The following year Wembley Park Station was opened and in 1896 the park itself was ready for business; sadly, work on the tower was not keeping pace with the rest of the developments and the first visitors to the complex were greeted by the distinctly underwhelming sight of a structure that stood just 47 metres tall.
The bad news just kept coming. Watkin was forced to retire through ill health, engineers discovered the tower’s foundations were suffering from subsidence and in 1899 the construction company charged with making Watkin’s plan into an imposing reality went into voluntary liquidation.
Watkin joined the choir invisible in 1901 and three years later it was agreed his big idea had definitely been folly and the demolition experts were called to dynamite the whole thing.
The sniggering across the Channel lasted for weeks.
A footnote to this sorry tale came in 1923 when the original Wembley Stadium was built for the British Empire Exhibition on the site of the doomed tower, covering its foundations. When Wembley was rebuilt in 2000, the lowering of the new pitch led builders to uncover the century-old concrete foundations, a poignant reminder of a dream reduced to little more than rubble.

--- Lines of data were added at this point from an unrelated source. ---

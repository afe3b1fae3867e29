//! Database connection pool management
//!
//! Uses sqlx PgPool with explicit connection limits.

use sqlx::postgres::PgPoolOptions;
use sqlx::PgPool;

use crate::config::PoolSettings;

/// Create a PostgreSQL connection pool with the default bounds.
///
/// # Errors
///
/// Returns an error if the connection fails.
///
/// # Example
///
/// ```ignore
/// let pool = create_pool("postgres://localhost/devevent").await?;
/// ```
pub async fn create_pool(database_url: &str) -> Result<PgPool, sqlx::Error> {
    create_pool_with_options(database_url, &PoolSettings::default()).await
}

/// Create a PostgreSQL connection pool with custom bounds.
///
/// The pool opens `min_connections` eagerly and never grows past
/// `max_connections`; waiting for a free connection is capped at
/// `acquire_timeout`.
pub async fn create_pool_with_options(
    database_url: &str,
    settings: &PoolSettings,
) -> Result<PgPool, sqlx::Error> {
    PgPoolOptions::new()
        .max_connections(settings.max_connections)
        .min_connections(settings.min_connections)
        .acquire_timeout(settings.acquire_timeout)
        .connect(database_url)
        .await
}
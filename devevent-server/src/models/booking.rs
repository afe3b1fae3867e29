//! Booking documents

use chrono::{DateTime, Utc};
use once_cell::sync::Lazy;
use regex::Regex;
use serde::{Deserialize, Serialize};
use uuid::Uuid;

use super::validation::require;
use super::{FieldErrors, ValidationError};

static EMAIL_RE: Lazy<Regex> =
    Lazy::new(|| Regex::new(r"^[^\s@]+@[^\s@]+\.[^\s@]+$").expect("invalid email regex"));

/// Booking request from an attendee
#[derive(Debug, Clone, Default, Deserialize)]
#[serde(rename_all = "camelCase", default)]
pub struct BookingInput {
    pub event_id: String,
    pub email: String,
    pub slug: String,
}

/// Validated booking ready to be inserted.
///
/// The referenced event is not checked here; that needs a store lookup and
/// happens on the write path.
#[derive(Debug, Clone, PartialEq, Eq)]
pub struct NewBooking {
    pub event_id: Uuid,
    pub email: String,
    pub slug: String,
}

/// Stored booking record
#[derive(Debug, Clone, PartialEq, Eq, Serialize, Deserialize, sqlx::FromRow)]
#[serde(rename_all = "camelCase")]
pub struct Booking {
    pub id: Uuid,
    pub event_id: Uuid,
    pub email: String,
    /// Copy of the booked event's slug
    pub slug: String,
    pub created_at: DateTime<Utc>,
    pub updated_at: DateTime<Utc>,
}

impl BookingInput {
    /// True when event id, email and slug are all present.
    pub fn is_complete(&self) -> bool {
        [&self.event_id, &self.email, &self.slug]
            .iter()
            .all(|value| !value.trim().is_empty())
    }

    /// Validate fields and normalize email and slug (trimmed, lowercased).
    pub fn prepare(&self) -> Result<NewBooking, FieldErrors> {
        let mut errors = FieldErrors::default();

        let event_id = self.event_id.trim();
        let event_id = if event_id.is_empty() {
            errors.push(ValidationError::Empty { field: "eventId" });
            None
        } else {
            let parsed = Uuid::parse_str(event_id).ok();
            if parsed.is_none() {
                errors.push(ValidationError::InvalidFormat {
                    field: "eventId",
                    reason: "invalid event id",
                });
            }
            parsed
        };

        let email = self.email.trim().to_lowercase();
        if email.is_empty() {
            errors.push(ValidationError::Empty { field: "email" });
        } else if !is_valid_email(&email) {
            errors.push(ValidationError::InvalidFormat {
                field: "email",
                reason: "invalid email format",
            });
        }

        require(&mut errors, "slug", &self.slug);
        let slug = self.slug.trim().to_lowercase();

        match event_id {
            Some(event_id) if errors.is_empty() => Ok(NewBooking {
                event_id,
                email,
                slug,
            }),
            _ => Err(errors),
        }
    }
}

/// True if `email` looks like `local@domain.tld`.
pub fn is_valid_email(email: &str) -> bool {
    EMAIL_RE.is_match(email)
}
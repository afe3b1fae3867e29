//! Health check endpoint

use std::sync::Arc;

use axum::{extract::State, routing::get, Json, Router};
use serde::Serialize;

use crate::state::AppState;

/// Health check response
#[derive(Serialize)]
pub struct HealthResponse {
    pub status: &'static str,
    pub version: &'static str,
    /// Whether the store connection has been opened yet
    pub database: &'static str,
}

/// GET /health
///
/// Does not open the store; a fresh process reports `idle` until the first
/// request that needs it.
async fn health(State(state): State<Arc<AppState>>) -> Json<HealthResponse> {
    Json(HealthResponse {
        status: "ok",
        version: env!("CARGO_PKG_VERSION"),
        database: if state.db.is_connected() {
            "connected"
        } else {
            "idle"
        },
    })
}

/// Health routes
pub fn router() -> Router<Arc<AppState>> {
    Router::new().route("/health", get(health))
}
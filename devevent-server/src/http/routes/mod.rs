//! Route handlers organized by resource

pub mod bookings;
pub mod events;
pub mod health;
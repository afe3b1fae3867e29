//! End-to-end tests for the JSON API over the memory store.

use std::sync::Arc;

use async_trait::async_trait;
use axum::body::{to_bytes, Body};
use axum::http::{header, Request, StatusCode};
use axum::Router;
use serde_json::{json, Value};
use tower::ServiceExt;
use uuid::Uuid;

use devevent_server::db::MemoryConnector;
use devevent_server::media::{ImageUpload, MediaUploader, UploadError};
use devevent_server::{build_router, AppState};

const BOUNDARY: &str = "devevent-test-boundary";

struct StubUploader;

#[async_trait]
impl MediaUploader for StubUploader {
    async fn upload(&self, image: ImageUpload) -> Result<String, UploadError> {
        Ok(format!("https://media.test/DevEvent/{}", image.file_name))
    }
}

fn app() -> Router {
    let state = AppState::new(
        Arc::new(MemoryConnector::default()),
        Arc::new(StubUploader),
    );
    build_router(Arc::new(state))
}

fn event_fields(title: &str) -> Vec<(&'static str, String)> {
    vec![
        ("title", title.to_string()),
        ("description", "Monthly React talks and networking".to_string()),
        ("overview", "Two talks, then pizza".to_string()),
        ("venue", "Tech Hub".to_string()),
        ("location", "Berlin, Germany".to_string()),
        ("date", "March 5, 2026".to_string()),
        ("time", "18:30".to_string()),
        ("mode", "offline".to_string()),
        ("audience", "Frontend developers".to_string()),
        ("organizer", "React Berlin".to_string()),
        ("agenda", r#"["Doors open","Talks","Networking"]"#.to_string()),
        ("tags", r#"["react","frontend"]"#.to_string()),
    ]
}

fn multipart(fields: &[(&'static str, String)], with_image: bool) -> Request<Body> {
    let image = with_image.then(|| b"PNGDATA".to_vec());
    multipart_with_image(fields, image)
}

fn multipart_with_image(
    fields: &[(&'static str, String)],
    image: Option<Vec<u8>>,
) -> Request<Body> {
    let mut body = Vec::new();
    for (name, value) in fields {
        body.extend_from_slice(
            format!(
                "--{BOUNDARY}\r\nContent-Disposition: form-data; name=\"{name}\"\r\n\r\n{value}\r\n"
            )
            .as_bytes(),
        );
    }
    if let Some(bytes) = image {
        body.extend_from_slice(
            format!(
                "--{BOUNDARY}\r\n\
                 Content-Disposition: form-data; name=\"image\"; filename=\"cover.png\"\r\n\
                 Content-Type: image/png\r\n\r\n"
            )
            .as_bytes(),
        );
        body.extend_from_slice(&bytes);
        body.extend_from_slice(b"\r\n");
    }
    body.extend_from_slice(format!("--{BOUNDARY}--\r\n").as_bytes());

    Request::post("/api/events")
        .header(
            header::CONTENT_TYPE,
            format!("multipart/form-data; boundary={BOUNDARY}"),
        )
        .body(Body::from(body))
        .unwrap()
}

fn json_post(uri: &str, body: Value) -> Request<Body> {
    Request::post(uri)
        .header(header::CONTENT_TYPE, "application/json")
        .body(Body::from(body.to_string()))
        .unwrap()
}

fn get(uri: &str) -> Request<Body> {
    Request::get(uri).body(Body::empty()).unwrap()
}

async fn send(app: &Router, req: Request<Body>) -> (StatusCode, Value) {
    let response = app.clone().oneshot(req).await.unwrap();
    let status = response.status();
    let bytes = to_bytes(response.into_body(), usize::MAX).await.unwrap();
    let body = if bytes.is_empty() {
        Value::Null
    } else {
        serde_json::from_slice(&bytes).unwrap()
    };
    (status, body)
}

async fn create(app: &Router, title: &str) -> Value {
    let (status, body) = send(app, multipart(&event_fields(title), true)).await;
    assert_eq!(status, StatusCode::CREATED, "{body}");
    body["event"].clone()
}

#[tokio::test]
async fn create_then_fetch_by_slug() {
    let app = app();
    let event = create(&app, "React Meetup").await;

    assert_eq!(event["slug"], "react-meetup");
    assert_eq!(event["date"], "2026-03-05");
    assert_eq!(event["image"], "https://media.test/DevEvent/cover.png");
    assert_eq!(event["tags"], json!(["react", "frontend"]));

    let (status, body) = send(&app, get("/api/events/React-Meetup")).await;
    assert_eq!(status, StatusCode::OK);
    assert_eq!(body["event"], event);
}

#[tokio::test]
async fn list_is_newest_first() {
    let app = app();
    create(&app, "React Meetup").await;
    create(&app, "Rust Meetup").await;

    let (status, body) = send(&app, get("/api/events")).await;
    assert_eq!(status, StatusCode::OK);
    let slugs: Vec<_> = body["events"]
        .as_array()
        .unwrap()
        .iter()
        .map(|e| e["slug"].as_str().unwrap().to_string())
        .collect();
    assert_eq!(slugs, vec!["rust-meetup", "react-meetup"]);
}

#[tokio::test]
async fn missing_image_is_400() {
    let (status, body) = send(&app(), multipart(&event_fields("React Meetup"), false)).await;
    assert_eq!(status, StatusCode::BAD_REQUEST);
    assert_eq!(body["message"], "Image is required");
}

#[tokio::test]
async fn banner_sized_image_is_accepted() {
    let image = vec![0u8; 3 * 1024 * 1024];
    let req = multipart_with_image(&event_fields("React Meetup"), Some(image));

    let (status, body) = send(&app(), req).await;
    assert_eq!(status, StatusCode::CREATED, "{body}");
}

#[tokio::test]
async fn oversized_submission_is_413() {
    let image = vec![0u8; 11 * 1024 * 1024];
    let req = multipart_with_image(&event_fields("React Meetup"), Some(image));

    let (status, body) = send(&app(), req).await;
    assert_eq!(status, StatusCode::PAYLOAD_TOO_LARGE);
    assert_eq!(body["error"], "payload_too_large");
}

#[tokio::test]
async fn malformed_tags_are_400() {
    let mut fields = event_fields("React Meetup");
    fields.retain(|(name, _)| *name != "tags");
    fields.push(("tags", "react, frontend".to_string()));

    let (status, body) = send(&app(), multipart(&fields, true)).await;
    assert_eq!(status, StatusCode::BAD_REQUEST);
    assert_eq!(body["message"], "Invalid agenda or tags format");
}

#[tokio::test]
async fn invalid_fields_are_400_with_details() {
    let mut fields = event_fields("React Meetup");
    fields.retain(|(name, _)| *name != "time" && *name != "venue");
    fields.push(("time", "25:00".to_string()));

    let app = app();
    let (status, body) = send(&app, multipart(&fields, true)).await;
    assert_eq!(status, StatusCode::BAD_REQUEST);
    assert_eq!(body["error"], "validation_error");

    let fields: Vec<_> = body["details"]
        .as_array()
        .unwrap()
        .iter()
        .map(|d| d["field"].as_str().unwrap().to_string())
        .collect();
    assert!(fields.contains(&"time".to_string()));
    assert!(fields.contains(&"venue".to_string()));

    let (_, list) = send(&app, get("/api/events")).await;
    assert_eq!(list["events"], json!([]));
}

#[tokio::test]
async fn duplicate_slug_is_409() {
    let app = app();
    create(&app, "DevOps Days NY!!").await;

    let (status, body) = send(&app, multipart(&event_fields("DevOps Days NY"), true)).await;
    assert_eq!(status, StatusCode::CONFLICT);
    assert_eq!(body["error"], "conflict");
}

#[tokio::test]
async fn bad_and_unknown_slugs() {
    let app = app();

    let (status, _) = send(&app, get("/api/events/react_meetup")).await;
    assert_eq!(status, StatusCode::BAD_REQUEST);

    let (status, body) = send(&app, get("/api/events/no-such-event")).await;
    assert_eq!(status, StatusCode::NOT_FOUND);
    assert_eq!(body["error"], "not_found");
}

#[tokio::test]
async fn similar_events_share_a_tag() {
    let app = app();
    create(&app, "React Meetup").await;
    create(&app, "React Conf").await;

    let (status, body) = send(&app, get("/api/events/react-meetup/similar")).await;
    assert_eq!(status, StatusCode::OK);
    assert_eq!(body["events"][0]["slug"], "react-conf");
    assert_eq!(body["events"].as_array().unwrap().len(), 1);

    let (status, body) = send(&app, get("/api/events/unknown/similar")).await;
    assert_eq!(status, StatusCode::OK);
    assert_eq!(body["events"], json!([]));
}

#[tokio::test]
async fn booking_flow() {
    let app = app();
    let event = create(&app, "React Meetup").await;
    let event_id = event["id"].as_str().unwrap().to_string();
    let booking = json!({
        "eventId": event_id,
        "email": "ada@example.com",
        "slug": "react-meetup"
    });

    let (status, body) = send(&app, json_post("/api/bookings", booking.clone())).await;
    assert_eq!(status, StatusCode::CREATED);
    assert_eq!(body["message"], "Event booked successfully");
    assert_eq!(body["booking"]["email"], "ada@example.com");

    let (status, body) = send(&app, json_post("/api/bookings", booking)).await;
    assert_eq!(status, StatusCode::OK);
    assert_eq!(body["message"], "Event already booked");

    let (status, body) = send(&app, get(&format!("/api/bookings?eventId={event_id}"))).await;
    assert_eq!(status, StatusCode::OK);
    assert_eq!(body["bookings"].as_array().unwrap().len(), 1);
}

#[tokio::test]
async fn booking_unknown_event_is_422() {
    let app = app();
    let booking = json!({
        "eventId": Uuid::new_v4().to_string(),
        "email": "ada@example.com",
        "slug": "ghost"
    });

    let (status, body) = send(&app, json_post("/api/bookings", booking)).await;
    assert_eq!(status, StatusCode::UNPROCESSABLE_ENTITY);
    assert_eq!(body["message"], "referenced event does not exist");

    let (_, list) = send(&app, get("/api/bookings")).await;
    assert_eq!(list["bookings"], json!([]));
}

#[tokio::test]
async fn booking_missing_field_is_204() {
    let app = app();
    let event = create(&app, "React Meetup").await;
    let booking = json!({ "eventId": event["id"], "slug": "react-meetup" });

    let (status, body) = send(&app, json_post("/api/bookings", booking)).await;
    assert_eq!(status, StatusCode::NO_CONTENT);
    assert_eq!(body, Value::Null);
}

#[tokio::test]
async fn booking_with_foreign_slug_is_400() {
    let app = app();
    let event = create(&app, "React Meetup").await;
    let booking = json!({
        "eventId": event["id"],
        "email": "ada@example.com",
        "slug": "totally-other-event"
    });

    let (status, body) = send(&app, json_post("/api/bookings", booking)).await;
    assert_eq!(status, StatusCode::BAD_REQUEST);
    assert_eq!(body["details"][0]["field"], "slug");

    let (_, list) = send(&app, get("/api/bookings")).await;
    assert_eq!(list["bookings"], json!([]));
}

#[tokio::test]
async fn malformed_booking_requests_get_json_errors() {
    let app = app();

    let req = Request::post("/api/bookings")
        .header(header::CONTENT_TYPE, "application/json")
        .body(Body::from("{not json"))
        .unwrap();
    let (status, body) = send(&app, req).await;
    assert_eq!(status, StatusCode::BAD_REQUEST);
    assert_eq!(body["error"], "bad_request");

    let (status, body) = send(&app, get("/api/bookings?eventId=not-a-uuid")).await;
    assert_eq!(status, StatusCode::BAD_REQUEST);
    assert_eq!(body["error"], "bad_request");
}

MURDER ON THE DISTRICT LINE
1897
The pen is mightier than the sword and the power of the written word was certainly in evidence on the London Underground at the end of the nineteenth century when William Arthur Dunkerley decided to use the Tube as the setting for a rather macabre tale of revenge and murder.
Writing under his pen name of John Oxenham, Dunkerley’s A Mystery of the Underground was published in 1897 as a series in the weekly Victorian periodical magazine To-day and was so compelling that terrified readers struggled to separate reality from fiction.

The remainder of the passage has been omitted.